---- DATA IN THIS EXERCISE

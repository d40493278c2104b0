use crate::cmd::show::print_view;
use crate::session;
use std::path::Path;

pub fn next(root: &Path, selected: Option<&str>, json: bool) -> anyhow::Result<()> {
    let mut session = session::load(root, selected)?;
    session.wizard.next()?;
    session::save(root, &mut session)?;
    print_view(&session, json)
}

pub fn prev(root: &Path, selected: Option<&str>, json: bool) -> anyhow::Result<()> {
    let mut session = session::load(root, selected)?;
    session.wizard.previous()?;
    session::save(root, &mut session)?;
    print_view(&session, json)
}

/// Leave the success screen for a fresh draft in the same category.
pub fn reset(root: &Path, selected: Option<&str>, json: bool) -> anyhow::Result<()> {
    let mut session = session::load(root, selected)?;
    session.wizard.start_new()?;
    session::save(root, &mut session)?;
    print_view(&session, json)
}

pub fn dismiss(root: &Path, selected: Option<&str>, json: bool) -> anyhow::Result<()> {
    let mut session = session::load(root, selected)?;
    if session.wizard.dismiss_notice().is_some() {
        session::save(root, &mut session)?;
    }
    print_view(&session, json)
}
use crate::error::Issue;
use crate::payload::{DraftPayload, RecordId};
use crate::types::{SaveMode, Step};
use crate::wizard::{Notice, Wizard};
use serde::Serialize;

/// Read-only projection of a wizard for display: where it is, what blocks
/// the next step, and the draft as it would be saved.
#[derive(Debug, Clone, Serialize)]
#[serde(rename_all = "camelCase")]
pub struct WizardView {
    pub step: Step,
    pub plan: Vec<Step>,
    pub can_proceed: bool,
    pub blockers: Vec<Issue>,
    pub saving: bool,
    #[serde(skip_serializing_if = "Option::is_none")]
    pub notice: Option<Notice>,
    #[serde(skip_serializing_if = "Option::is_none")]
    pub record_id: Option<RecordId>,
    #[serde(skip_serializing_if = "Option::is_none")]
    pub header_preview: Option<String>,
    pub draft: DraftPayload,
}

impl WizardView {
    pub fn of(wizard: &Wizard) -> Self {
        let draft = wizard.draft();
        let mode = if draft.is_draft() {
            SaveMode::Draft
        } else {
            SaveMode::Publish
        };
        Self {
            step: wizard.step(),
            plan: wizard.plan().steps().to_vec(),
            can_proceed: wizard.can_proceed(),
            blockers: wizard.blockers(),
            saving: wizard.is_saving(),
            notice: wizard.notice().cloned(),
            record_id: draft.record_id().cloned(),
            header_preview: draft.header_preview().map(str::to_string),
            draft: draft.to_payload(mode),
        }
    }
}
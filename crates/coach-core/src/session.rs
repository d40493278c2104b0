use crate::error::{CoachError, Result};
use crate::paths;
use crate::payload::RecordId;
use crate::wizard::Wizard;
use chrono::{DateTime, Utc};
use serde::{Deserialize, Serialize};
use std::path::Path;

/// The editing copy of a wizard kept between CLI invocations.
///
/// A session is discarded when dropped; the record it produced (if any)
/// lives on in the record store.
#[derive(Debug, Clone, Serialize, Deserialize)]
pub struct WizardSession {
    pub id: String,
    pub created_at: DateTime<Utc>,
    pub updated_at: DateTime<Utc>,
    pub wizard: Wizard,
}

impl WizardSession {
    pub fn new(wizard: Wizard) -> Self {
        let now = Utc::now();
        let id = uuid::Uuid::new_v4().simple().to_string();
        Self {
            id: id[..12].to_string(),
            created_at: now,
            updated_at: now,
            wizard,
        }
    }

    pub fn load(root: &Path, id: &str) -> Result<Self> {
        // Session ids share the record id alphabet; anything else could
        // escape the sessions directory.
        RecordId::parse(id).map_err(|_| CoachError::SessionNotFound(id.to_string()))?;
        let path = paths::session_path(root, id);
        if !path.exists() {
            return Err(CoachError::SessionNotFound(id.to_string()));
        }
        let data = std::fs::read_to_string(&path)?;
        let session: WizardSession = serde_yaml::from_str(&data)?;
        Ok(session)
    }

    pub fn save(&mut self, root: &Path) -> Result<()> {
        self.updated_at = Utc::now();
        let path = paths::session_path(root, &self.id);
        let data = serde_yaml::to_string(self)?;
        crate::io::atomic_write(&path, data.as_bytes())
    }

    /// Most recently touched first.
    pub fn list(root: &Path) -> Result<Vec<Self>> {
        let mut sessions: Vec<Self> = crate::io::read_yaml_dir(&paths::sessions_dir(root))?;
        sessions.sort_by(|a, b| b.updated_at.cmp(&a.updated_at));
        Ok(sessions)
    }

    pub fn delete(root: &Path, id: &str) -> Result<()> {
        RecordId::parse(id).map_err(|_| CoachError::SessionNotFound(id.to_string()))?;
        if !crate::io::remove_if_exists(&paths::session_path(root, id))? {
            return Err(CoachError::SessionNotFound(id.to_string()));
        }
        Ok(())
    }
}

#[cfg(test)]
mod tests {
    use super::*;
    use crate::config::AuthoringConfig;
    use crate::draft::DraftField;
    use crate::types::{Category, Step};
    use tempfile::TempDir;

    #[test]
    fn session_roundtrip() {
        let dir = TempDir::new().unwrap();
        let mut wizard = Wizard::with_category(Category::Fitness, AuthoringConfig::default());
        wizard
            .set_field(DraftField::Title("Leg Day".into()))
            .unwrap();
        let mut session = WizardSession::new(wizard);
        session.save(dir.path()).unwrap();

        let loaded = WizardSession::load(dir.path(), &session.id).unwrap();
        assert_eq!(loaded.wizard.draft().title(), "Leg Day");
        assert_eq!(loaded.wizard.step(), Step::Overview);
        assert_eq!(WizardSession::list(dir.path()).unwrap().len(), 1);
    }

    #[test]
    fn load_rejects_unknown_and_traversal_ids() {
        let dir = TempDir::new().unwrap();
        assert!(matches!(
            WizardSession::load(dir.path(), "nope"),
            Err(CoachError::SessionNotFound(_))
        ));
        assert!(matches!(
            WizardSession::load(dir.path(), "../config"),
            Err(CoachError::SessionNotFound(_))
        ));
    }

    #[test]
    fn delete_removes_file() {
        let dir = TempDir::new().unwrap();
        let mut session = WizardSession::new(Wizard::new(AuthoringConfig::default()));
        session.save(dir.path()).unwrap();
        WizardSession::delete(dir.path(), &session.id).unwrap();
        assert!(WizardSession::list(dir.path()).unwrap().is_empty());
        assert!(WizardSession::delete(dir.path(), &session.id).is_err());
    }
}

--------

WHAT THE TASK REQUIRES.
Among the lines above, count those containing the word "list" and write only the number.

RESPONSE BOX.
3